Linda, thank you for agreeing to be featured on my blog.
Before last month, I rarely read a book that featured horses! Now, I have read three. I thought a lot of the book & film “WARHORSE” as I read this. Not as much for the content, but for the fact that horses have been used (and abused) by humans for years. One of my favourite stories ever written, ANIMAL FARM, depicts this perfectly with the catchphrase “must work harder”.
In your book, THE FIRST VET, we get to see the other side. How men fought to protect and create a better life for animals by creating a new profession, veterinary science. Ultimately, they had a vested interest. The longer the horse lived, the more they could use it. However, your addition of complex characters added to my overall enjoyment.
This was my official review…
“I came across this book by chance after I sent out a request for book links a few days before Christmas! For a change, I decided to buy some books instead of getting free books! I loved the sound of this one and I was not disappointed - what a fantastic story!

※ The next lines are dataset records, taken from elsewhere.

//! Centralized shutdown management

use std::sync::Arc;
use std::time::Duration;

use tokio::sync::{Mutex, watch};
use tokio::task::JoinHandle;

use super::constants::SHUTDOWN_TIMEOUT_SECS;

/// Coordinates graceful shutdown across the HTTP server, workflow consumers
/// and the expiration job.
#[derive(Clone)]
pub struct ShutdownService {
    tx: Arc<watch::Sender<bool>>,
    rx: watch::Receiver<bool>,
    handles: Arc<Mutex<Vec<JoinHandle<()>>>>,
}

impl ShutdownService {
    pub fn new() -> Self {
        let (tx, rx) = watch::channel(false);
        Self {
            tx: Arc::new(tx),
            rx,
            handles: Arc::new(Mutex::new(Vec::new())),
        }
    }

    /// Register a background task handle to be awaited during shutdown
    pub async fn register(&self, handle: JoinHandle<()>) {
        self.handles.lock().await.push(handle);
    }

    /// Subscribe to the shutdown signal
    pub fn subscribe(&self) -> watch::Receiver<bool> {
        self.rx.clone()
    }

    /// Trigger shutdown
    pub fn trigger(&self) {
        let _ = self.tx.send(true);
    }

    /// Check whether shutdown was triggered
    pub fn is_triggered(&self) -> bool {
        *self.rx.borrow()
    }

    /// Trigger shutdown and wait for all registered tasks to complete.
    ///
    /// Consumers finish their in-flight message (or leave it unacked for
    /// redelivery), so waiting here bounds rather than guarantees drain.
    pub async fn shutdown(&self) {
        tracing::debug!("Initiating graceful shutdown");
        self.trigger();

        let handles = std::mem::take(&mut *self.handles.lock().await);
        tracing::debug!(count = handles.len(), "Waiting for background tasks");

        let timeout = Duration::from_secs(SHUTDOWN_TIMEOUT_SECS);
        match tokio::time::timeout(timeout, futures::future::join_all(handles)).await {
            Ok(_) => tracing::debug!("All background tasks completed"),
            Err(_) => tracing::warn!(
                timeout_secs = timeout.as_secs(),
                "Timeout waiting for background tasks"
            ),
        }

        tracing::debug!("Shutdown complete");
    }

    /// Owned future resolving when shutdown is triggered, for
    /// `axum::serve(...).with_graceful_shutdown(...)`.
    pub fn wait(&self) -> impl std::future::Future<Output = ()> + Send + 'static {
        let mut rx = self.rx.clone();
        async move {
            let _ = rx.wait_for(|&v| v).await;
        }
    }

    /// Install OS signal handlers and auto-trigger on Ctrl+C/SIGTERM
    pub fn install_signal_handlers(&self) {
        let service = self.clone();
        tokio::spawn(async move {
            let ctrl_c = async {
                tokio::signal::ctrl_c()
                    .await
                    .expect("Failed to install Ctrl+C handler");
            };

            #[cfg(unix)]
            let terminate = async {
                tokio::signal::unix::signal(tokio::signal::unix::SignalKind::terminate())
                    .expect("Failed to install SIGTERM handler")
                    .recv()
                    .await;
            };

            #[cfg(not(unix))]
            let terminate = std::future::pending::<()>();

            tokio::select! {
                _ = ctrl_c => tracing::debug!("Received Ctrl+C, shutting down"),
                _ = terminate => tracing::debug!("Received SIGTERM, shutting down"),
            }

            service.trigger();
        });
    }
}

impl Default for ShutdownService {
    fn default() -> Self {
        Self::new()
    }
}

#[cfg(test)]
mod tests {
    use super::*;

    #[tokio::test]
    async fn not_triggered_initially() {
        let shutdown = ShutdownService::new();
        assert!(!shutdown.is_triggered());
    }

    #[tokio::test]
    async fn trigger_flips_state() {
        let shutdown = ShutdownService::new();
        shutdown.trigger();
        assert!(shutdown.is_triggered());
    }

    #[tokio::test]
    async fn wait_returns_after_trigger() {
        let shutdown = ShutdownService::new();
        let wait_future = shutdown.wait();
        let handle = tokio::spawn(wait_future);

        tokio::task::yield_now().await;
        shutdown.trigger();

        tokio::time::timeout(Duration::from_millis(100), handle)
            .await
            .unwrap()
            .unwrap();
    }

    #[tokio::test]
    async fn subscriber_observes_shutdown() {
        let shutdown = ShutdownService::new();
        let rx = shutdown.subscribe();

        assert!(!*rx.borrow());
        shutdown.trigger();
        assert!(*rx.borrow());
    }
}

Basically, this book is written from the point of view of Bracy, a man who has given up a career as a surgeon to become one of the first vets ever. Even though set in the late 18th Century, the story is vivid and I immediately liked Bracy a lot. He stands by his principles, is kind, hardworking, and will not tolerate corruption.
Whilst challenging the new head of the veterinary college, a surgeon more interested in lacing his own pocket, he meets his "crippled" sister, who becomes another key figure in this well-crafted tale. Without giving away the plot, Bracy then goes on to establish himself as a vet in London and prove that he can help people keep their horses, and livelihood, alive.
I devoured this book and learnt a lot in the process. I would highly recommend for readers who love a romantic story with a historical element and horses! I also think it does a lot to raise awareness of the perception of disability that still exists today.”
What do you think of my review?
It made me emotional and I had trouble reading it aloud to my family. I’m a very emotional person and it was my first professional review so I was a little choked that you liked it so much. It’s great if friends, or even strangers, think your book is good but if a reviewer likes it, you have to take yourself very seriously. I used to do theatre reviews for a living and know how jaded some critics can become. I was never jaded but a critic searches for quality so much that they end up demanding it, unlike someone who doesn’t get out much! I was chuffed with your very erudite and well written review!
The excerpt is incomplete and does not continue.